Where a line in the data below includes the word "Duration", count it. State the total and nothing more.

RECORDS FOR THE EXERCISE:
== Segment start ==
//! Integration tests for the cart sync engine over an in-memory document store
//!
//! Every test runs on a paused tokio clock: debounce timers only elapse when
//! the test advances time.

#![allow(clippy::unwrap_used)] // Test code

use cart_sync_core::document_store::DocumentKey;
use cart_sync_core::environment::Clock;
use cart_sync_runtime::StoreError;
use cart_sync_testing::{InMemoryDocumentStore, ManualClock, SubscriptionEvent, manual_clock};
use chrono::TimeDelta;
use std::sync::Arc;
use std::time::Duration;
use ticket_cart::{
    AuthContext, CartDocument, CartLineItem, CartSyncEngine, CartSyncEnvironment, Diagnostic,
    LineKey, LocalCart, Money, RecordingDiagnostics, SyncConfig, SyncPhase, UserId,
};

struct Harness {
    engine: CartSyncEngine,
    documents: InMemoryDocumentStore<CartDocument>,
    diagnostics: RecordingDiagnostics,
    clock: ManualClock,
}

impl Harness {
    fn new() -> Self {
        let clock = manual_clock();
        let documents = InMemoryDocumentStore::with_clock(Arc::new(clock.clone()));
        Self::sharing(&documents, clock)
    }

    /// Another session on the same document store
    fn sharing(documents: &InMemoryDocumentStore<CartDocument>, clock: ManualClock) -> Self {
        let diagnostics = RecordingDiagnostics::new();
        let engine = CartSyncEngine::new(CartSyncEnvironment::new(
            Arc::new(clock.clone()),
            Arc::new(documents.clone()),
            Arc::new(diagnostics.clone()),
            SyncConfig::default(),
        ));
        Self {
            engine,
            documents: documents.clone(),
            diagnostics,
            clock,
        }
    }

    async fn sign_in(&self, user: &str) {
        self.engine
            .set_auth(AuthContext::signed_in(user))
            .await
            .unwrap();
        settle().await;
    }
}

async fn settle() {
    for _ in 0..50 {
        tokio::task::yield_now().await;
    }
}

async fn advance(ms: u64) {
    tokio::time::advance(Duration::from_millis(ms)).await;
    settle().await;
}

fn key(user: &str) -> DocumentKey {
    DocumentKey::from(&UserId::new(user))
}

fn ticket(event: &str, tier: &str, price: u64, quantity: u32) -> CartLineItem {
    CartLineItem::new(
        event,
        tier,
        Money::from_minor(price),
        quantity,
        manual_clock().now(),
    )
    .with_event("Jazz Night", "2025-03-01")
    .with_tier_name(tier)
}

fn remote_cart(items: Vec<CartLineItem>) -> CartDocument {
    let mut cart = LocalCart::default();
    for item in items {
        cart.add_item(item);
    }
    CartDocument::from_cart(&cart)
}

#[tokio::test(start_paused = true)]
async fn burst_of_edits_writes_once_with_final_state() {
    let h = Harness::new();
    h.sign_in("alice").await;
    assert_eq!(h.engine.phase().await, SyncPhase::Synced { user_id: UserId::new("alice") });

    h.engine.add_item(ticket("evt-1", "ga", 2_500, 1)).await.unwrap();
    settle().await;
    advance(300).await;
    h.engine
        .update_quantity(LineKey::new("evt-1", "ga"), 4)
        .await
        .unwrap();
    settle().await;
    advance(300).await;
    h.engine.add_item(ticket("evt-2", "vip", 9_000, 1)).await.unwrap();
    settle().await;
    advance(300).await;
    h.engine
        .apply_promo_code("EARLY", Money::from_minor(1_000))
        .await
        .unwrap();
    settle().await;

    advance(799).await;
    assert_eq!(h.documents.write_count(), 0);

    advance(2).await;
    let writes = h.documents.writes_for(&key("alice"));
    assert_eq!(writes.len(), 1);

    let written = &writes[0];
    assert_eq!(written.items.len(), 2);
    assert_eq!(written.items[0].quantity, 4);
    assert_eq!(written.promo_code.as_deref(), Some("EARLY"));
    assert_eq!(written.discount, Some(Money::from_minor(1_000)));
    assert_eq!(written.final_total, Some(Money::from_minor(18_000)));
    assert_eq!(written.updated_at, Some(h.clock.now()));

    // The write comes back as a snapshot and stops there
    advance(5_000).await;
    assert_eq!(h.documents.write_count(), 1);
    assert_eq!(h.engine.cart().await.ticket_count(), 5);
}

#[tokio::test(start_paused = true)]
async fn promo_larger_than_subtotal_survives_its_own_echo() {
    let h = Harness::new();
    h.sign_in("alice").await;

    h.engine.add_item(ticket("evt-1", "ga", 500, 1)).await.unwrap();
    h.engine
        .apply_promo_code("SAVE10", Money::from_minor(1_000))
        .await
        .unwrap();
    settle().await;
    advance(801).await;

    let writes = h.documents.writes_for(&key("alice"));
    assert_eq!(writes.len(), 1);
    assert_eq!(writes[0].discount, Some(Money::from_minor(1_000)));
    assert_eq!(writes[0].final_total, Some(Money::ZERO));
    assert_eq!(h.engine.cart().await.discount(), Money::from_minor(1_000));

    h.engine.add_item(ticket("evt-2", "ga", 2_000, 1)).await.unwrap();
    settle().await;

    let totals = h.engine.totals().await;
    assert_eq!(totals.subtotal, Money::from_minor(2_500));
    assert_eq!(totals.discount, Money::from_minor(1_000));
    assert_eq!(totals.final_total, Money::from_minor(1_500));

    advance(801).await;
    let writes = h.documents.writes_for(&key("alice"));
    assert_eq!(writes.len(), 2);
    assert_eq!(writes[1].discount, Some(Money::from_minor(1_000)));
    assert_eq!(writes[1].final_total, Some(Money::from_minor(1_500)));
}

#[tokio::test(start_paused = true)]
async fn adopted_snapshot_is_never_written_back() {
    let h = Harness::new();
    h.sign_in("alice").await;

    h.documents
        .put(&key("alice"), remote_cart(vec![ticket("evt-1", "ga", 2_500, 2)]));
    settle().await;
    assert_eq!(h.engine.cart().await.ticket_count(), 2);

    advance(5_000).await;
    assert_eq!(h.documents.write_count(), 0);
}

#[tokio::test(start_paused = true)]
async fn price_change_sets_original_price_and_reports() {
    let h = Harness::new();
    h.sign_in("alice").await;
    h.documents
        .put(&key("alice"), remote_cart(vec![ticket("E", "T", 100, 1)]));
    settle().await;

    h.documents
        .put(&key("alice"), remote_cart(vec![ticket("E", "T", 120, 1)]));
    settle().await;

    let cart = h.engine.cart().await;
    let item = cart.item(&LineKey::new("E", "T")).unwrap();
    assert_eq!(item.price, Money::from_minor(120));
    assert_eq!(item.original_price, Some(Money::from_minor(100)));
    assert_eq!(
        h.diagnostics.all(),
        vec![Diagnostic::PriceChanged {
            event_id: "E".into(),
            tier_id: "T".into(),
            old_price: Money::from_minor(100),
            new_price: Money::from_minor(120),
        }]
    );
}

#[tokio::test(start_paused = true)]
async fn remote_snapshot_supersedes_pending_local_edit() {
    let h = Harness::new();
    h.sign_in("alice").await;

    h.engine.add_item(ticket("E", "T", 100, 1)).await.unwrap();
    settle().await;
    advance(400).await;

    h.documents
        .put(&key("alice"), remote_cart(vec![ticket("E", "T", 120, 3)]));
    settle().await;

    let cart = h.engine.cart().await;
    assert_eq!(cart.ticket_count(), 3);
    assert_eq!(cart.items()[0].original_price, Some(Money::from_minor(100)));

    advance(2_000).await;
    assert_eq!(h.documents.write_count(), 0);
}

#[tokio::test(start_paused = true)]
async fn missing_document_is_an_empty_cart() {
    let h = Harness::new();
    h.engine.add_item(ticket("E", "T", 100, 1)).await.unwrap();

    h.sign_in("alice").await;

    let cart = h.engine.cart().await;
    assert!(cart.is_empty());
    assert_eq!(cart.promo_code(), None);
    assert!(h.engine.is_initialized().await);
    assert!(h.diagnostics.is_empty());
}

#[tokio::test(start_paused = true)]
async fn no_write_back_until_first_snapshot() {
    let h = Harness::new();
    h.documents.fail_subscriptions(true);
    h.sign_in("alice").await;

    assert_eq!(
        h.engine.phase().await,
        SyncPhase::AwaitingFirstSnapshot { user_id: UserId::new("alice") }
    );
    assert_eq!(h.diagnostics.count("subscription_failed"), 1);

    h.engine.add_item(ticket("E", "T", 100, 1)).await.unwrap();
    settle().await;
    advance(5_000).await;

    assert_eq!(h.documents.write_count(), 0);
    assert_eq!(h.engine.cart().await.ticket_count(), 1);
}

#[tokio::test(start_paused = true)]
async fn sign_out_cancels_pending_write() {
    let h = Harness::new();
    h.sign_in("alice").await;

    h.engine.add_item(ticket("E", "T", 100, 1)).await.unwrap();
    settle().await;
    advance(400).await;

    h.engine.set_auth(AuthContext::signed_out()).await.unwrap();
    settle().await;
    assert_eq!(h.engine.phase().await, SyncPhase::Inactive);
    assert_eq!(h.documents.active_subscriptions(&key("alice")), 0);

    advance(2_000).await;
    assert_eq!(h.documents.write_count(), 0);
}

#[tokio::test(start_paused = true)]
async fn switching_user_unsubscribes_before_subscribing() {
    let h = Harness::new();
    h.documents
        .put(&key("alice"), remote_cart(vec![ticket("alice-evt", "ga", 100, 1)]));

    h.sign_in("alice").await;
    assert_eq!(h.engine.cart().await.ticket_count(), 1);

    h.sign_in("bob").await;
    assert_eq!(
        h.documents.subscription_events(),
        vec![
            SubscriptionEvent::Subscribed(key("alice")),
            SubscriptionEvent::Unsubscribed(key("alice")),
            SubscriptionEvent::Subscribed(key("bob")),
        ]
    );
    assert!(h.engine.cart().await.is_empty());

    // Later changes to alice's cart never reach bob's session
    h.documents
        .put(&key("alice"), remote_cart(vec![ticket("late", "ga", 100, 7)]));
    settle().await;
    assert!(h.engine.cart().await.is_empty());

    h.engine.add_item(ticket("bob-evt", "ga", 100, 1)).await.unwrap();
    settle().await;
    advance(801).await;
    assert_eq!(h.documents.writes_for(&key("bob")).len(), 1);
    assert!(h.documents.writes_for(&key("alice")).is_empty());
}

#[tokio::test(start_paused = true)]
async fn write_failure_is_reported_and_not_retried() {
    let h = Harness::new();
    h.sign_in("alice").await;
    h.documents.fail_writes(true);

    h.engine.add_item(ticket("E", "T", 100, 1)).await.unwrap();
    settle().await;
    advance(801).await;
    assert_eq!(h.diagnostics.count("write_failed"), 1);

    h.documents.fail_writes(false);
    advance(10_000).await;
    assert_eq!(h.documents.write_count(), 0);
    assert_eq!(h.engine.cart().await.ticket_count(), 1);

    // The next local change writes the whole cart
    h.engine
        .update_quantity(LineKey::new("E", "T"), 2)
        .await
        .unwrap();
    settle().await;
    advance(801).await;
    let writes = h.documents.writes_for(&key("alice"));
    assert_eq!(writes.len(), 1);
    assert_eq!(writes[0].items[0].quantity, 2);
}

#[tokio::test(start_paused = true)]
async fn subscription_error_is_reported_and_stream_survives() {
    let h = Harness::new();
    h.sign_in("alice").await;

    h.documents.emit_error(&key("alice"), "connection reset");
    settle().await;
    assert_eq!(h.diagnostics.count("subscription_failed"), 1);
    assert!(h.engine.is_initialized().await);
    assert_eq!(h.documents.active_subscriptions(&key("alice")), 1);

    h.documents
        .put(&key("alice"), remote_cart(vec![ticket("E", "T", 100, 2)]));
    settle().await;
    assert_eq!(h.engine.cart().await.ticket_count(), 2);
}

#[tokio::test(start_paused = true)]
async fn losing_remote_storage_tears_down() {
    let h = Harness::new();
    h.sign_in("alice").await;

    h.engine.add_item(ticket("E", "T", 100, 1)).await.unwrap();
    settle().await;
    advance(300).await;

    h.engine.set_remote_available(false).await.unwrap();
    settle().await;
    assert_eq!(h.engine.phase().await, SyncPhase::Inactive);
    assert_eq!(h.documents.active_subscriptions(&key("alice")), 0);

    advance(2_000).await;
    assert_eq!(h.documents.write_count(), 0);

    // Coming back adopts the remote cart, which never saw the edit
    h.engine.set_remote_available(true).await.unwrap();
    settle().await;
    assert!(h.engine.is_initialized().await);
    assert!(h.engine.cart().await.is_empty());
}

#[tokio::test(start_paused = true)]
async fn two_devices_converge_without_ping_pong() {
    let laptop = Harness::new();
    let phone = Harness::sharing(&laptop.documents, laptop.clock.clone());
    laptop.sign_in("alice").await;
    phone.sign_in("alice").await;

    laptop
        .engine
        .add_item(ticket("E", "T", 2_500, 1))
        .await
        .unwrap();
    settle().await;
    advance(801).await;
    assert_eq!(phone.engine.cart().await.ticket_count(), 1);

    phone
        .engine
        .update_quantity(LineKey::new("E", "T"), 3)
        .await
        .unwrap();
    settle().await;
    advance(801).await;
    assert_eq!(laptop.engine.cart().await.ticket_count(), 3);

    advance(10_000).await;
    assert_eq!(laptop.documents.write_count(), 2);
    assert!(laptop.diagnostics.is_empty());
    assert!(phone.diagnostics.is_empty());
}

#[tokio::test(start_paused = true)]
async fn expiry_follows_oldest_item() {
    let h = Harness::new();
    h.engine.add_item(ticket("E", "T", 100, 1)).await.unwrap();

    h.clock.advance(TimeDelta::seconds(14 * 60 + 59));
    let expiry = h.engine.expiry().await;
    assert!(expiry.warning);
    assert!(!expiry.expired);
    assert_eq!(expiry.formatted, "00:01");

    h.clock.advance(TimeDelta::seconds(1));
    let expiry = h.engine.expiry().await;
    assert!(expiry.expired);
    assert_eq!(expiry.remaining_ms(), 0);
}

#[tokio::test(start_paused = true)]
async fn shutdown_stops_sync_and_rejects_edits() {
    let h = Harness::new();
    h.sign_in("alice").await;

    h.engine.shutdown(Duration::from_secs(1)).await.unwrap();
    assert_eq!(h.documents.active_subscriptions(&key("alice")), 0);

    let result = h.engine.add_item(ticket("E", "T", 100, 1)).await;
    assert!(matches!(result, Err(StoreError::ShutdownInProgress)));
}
== Segment end ==
SOLUTION TO THIS EXERCISE: 3